Do continuous functors generalise continuous maps? [duplicate]

In category theory we say a functor is continuous if it preserves limits.

At first glance this seems like a totally obvious analogue of the notion of a continuous mapping in topology. However, at second glance it looks like a play on words, because the category-theoretic notion of "limit of a diagram" doesn't have a lot to do with the topological notion of "limit of a sequence".

Can one regard continuity of maps as a special case of continuity of functors? That is, if I have topological spaces $$X, Y$$ and an arbitrary mapping $$f: X \to Y$$, is there a natural way to cook up a functor $$F_f$$ between some categories such that $$F_f$$ is a continuous functor iff $$f$$ is a continuous map?

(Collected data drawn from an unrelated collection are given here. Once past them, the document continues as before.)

//! Clients for the two ways of reaching the Storefront backends.

use std::time::Duration;

use reqwest::Client;
use shared_types::{
    CatalogServiceClient, CredentialPayload, CredentialResponse, GetProductByIdRequest, Product,
    LOGIN_PATH, SIGNUP_PATH,
};
use thiserror::Error;
use tracing::debug;

/// Errors that can occur when talking to a Storefront service.
#[derive(Debug, Error)]
pub enum ClientError {
    #[error("HTTP request failed: {0}")]
    Http(#[from] reqwest::Error),
    #[error("Connection failed: {0}")]
    Connection(String),
    #[error("RPC failed: {0}")]
    Rpc(#[from] tonic::Status),
    #[error("Request rejected ({status}): {body}")]
    Rejected { status: u16, body: String },
}

/// Signup details.
#[derive(Debug, Clone)]
pub struct Signup {
    pub first_name: String,
    pub last_name: String,
    pub email: String,
    pub password: String,
}

/// Turn a credential response body into a verdict.
///
/// Bodies that are not a JSON verdict (for example the auth server's
/// plain-text parse error) become a failed verdict carrying the raw text.
pub fn decode_verdict(body: &str) -> CredentialResponse {
    serde_json::from_str(body)
        .unwrap_or_else(|_| CredentialResponse::failure(body.trim_end().to_string()))
}

/// Talks to the auth and catalog services directly.
pub struct DirectClient {
    http: Client,
    auth_url: String,
    catalog_url: String,
    rpc_timeout: Duration,
}

impl DirectClient {
    pub fn new(auth_url: &str, catalog_url: &str) -> Result<Self, ClientError> {
        Ok(Self {
            http: http_client()?,
            auth_url: auth_url.trim_end_matches('/').to_string(),
            catalog_url: catalog_url.to_string(),
            rpc_timeout: Duration::from_secs(5),
        })
    }

    pub async fn signup(&self, signup: &Signup) -> Result<CredentialResponse, ClientError> {
        let payload = CredentialPayload {
            first_name: Some(signup.first_name.clone()),
            last_name: Some(signup.last_name.clone()),
            email: signup.email.clone(),
            password: signup.password.clone(),
        };
        self.post(SIGNUP_PATH, &payload).await
    }

    pub async fn login(&self, email: &str, password: &str) -> Result<CredentialResponse, ClientError> {
        let payload = CredentialPayload {
            email: email.to_string(),
            password: password.to_string(),
            ..Default::default()
        };
        self.post(LOGIN_PATH, &payload).await
    }

    pub async fn get_product(&self, id: i32) -> Result<Product, ClientError> {
        let mut client = CatalogServiceClient::connect(self.catalog_url.clone())
            .await
            .map_err(|e| ClientError::Connection(format!("{}: {}", self.catalog_url, e)))?;

        let mut request = tonic::Request::new(GetProductByIdRequest { id });
        request.set_timeout(self.rpc_timeout);
        Ok(client.get_product_by_id(request).await?.into_inner())
    }

    async fn post(
        &self,
        path: &str,
        payload: &CredentialPayload,
    ) -> Result<CredentialResponse, ClientError> {
        let url = format!("{}{}", self.auth_url, path);
        let response = self
            .http
            .post(&url)
            .json(payload)
            .send()
            .await
            .map_err(|e| connection_error(e, &url))?;

        let body = response.text().await?;
        debug!(%url, %body, "Auth response body");
        Ok(decode_verdict(&body))
    }
}

/// Talks to the API gateway only.
pub struct GatewayClient {
    http: Client,
    base_url: String,
}

impl GatewayClient {
    pub fn new(base_url: &str) -> Result<Self, ClientError> {
        Ok(Self {
            http: http_client()?,
            base_url: base_url.trim_end_matches('/').to_string(),
        })
    }

    pub async fn signup(&self, signup: &Signup) -> Result<CredentialResponse, ClientError> {
        let query = [
            ("firstName", signup.first_name.as_str()),
            ("lastName", signup.last_name.as_str()),
            ("email", signup.email.as_str()),
            ("password", signup.password.as_str()),
        ];
        let body = self.get("/signup", &query).await?;
        Ok(decode_verdict(&body))
    }

    pub async fn login(&self, email: &str, password: &str) -> Result<CredentialResponse, ClientError> {
        let body = self
            .get("/login", &[("email", email), ("password", password)])
            .await?;
        Ok(decode_verdict(&body))
    }

    /// Product line as rendered by the gateway.
    pub async fn get_product(&self, id: i32) -> Result<String, ClientError> {
        let id = id.to_string();
        self.get("/getProduct", &[("id", id.as_str())]).await
    }

    async fn get(&self, path: &str, query: &[(&str, &str)]) -> Result<String, ClientError> {
        let url = format!("{}{}", self.base_url, path);
        let response = self
            .http
            .get(&url)
            .query(query)
            .send()
            .await
            .map_err(|e| connection_error(e, &url))?;

        let status = response.status();
        let body = response.text().await?;
        if !status.is_success() {
            return Err(ClientError::Rejected {
                status: status.as_u16(),
                body: body.trim_end().to_string(),
            });
        }
        Ok(body)
    }
}

fn http_client() -> Result<Client, ClientError> {
    Ok(Client::builder()
        .timeout(Duration::from_secs(10))
        .connect_timeout(Duration::from_secs(2))
        .build()?)
}

fn connection_error(e: reqwest::Error, url: &str) -> ClientError {
    if e.is_connect() {
        ClientError::Connection(format!("Cannot connect to {}", url))
    } else {
        ClientError::Http(e)
    }
}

• Category-theoretic limit related to topological limit?
– ZxJx
Oct 29 '19 at 20:46
• "Continuous" means "commutes with limits." In Damien L's answer, he shows that the two notions of limits coincide. I think the important part to note is that, when one says "continuous function," they mean in the topological category. Now extending this to functors...
– ZxJx
Oct 29 '19 at 21:02

One way to connect those notions is to consider any functor $$F : J \rightarrow C$$, where $$J$$ is a category consisting of one object ("X") and one non-identity endomorphism $$f : X \rightarrow X$$. Then a cone of F (chosen among all cones using index i) satisfies $$Ff \circ h_X = h_X$$, where $$h_X : A_i \rightarrow FX$$, so each cone is a fixed point of $$Ff$$. Therefore a limit of $$F$$ is the universal cone with unique mediating morphism $$m_i : A_i \rightarrow L$$ for each cone in such way that the choice of cone doesn't impact $$L$$. In other words, L is the least fixed point of $$Ff$$, since L is also (a vertex of) a cone of F. Since $$Ff : FX \rightarrow FX$$ can be any endomorphism in C by choice of F, the categorical limit allows producing least fixed point of any endomorphisms, with "least" defined by least element in the ordering imposed by the endomorphisms in C. In particular, you can construct natural numbers by choosing $$F(X) = N$$ and $$Ff(x) = x+1$$. $$L=\infty$$ in that case represents the limit of all natural numbers (the least infinite number). Now given a sequence $$s : N \rightarrow A$$ in C that preserves limits, we can find an element for all natural numbers, but because $$s$$ preserves limits, also one for their limit. So $$s_{\infty}$$ is defined and must correspond to a limit of the sequence defined by $$s$$.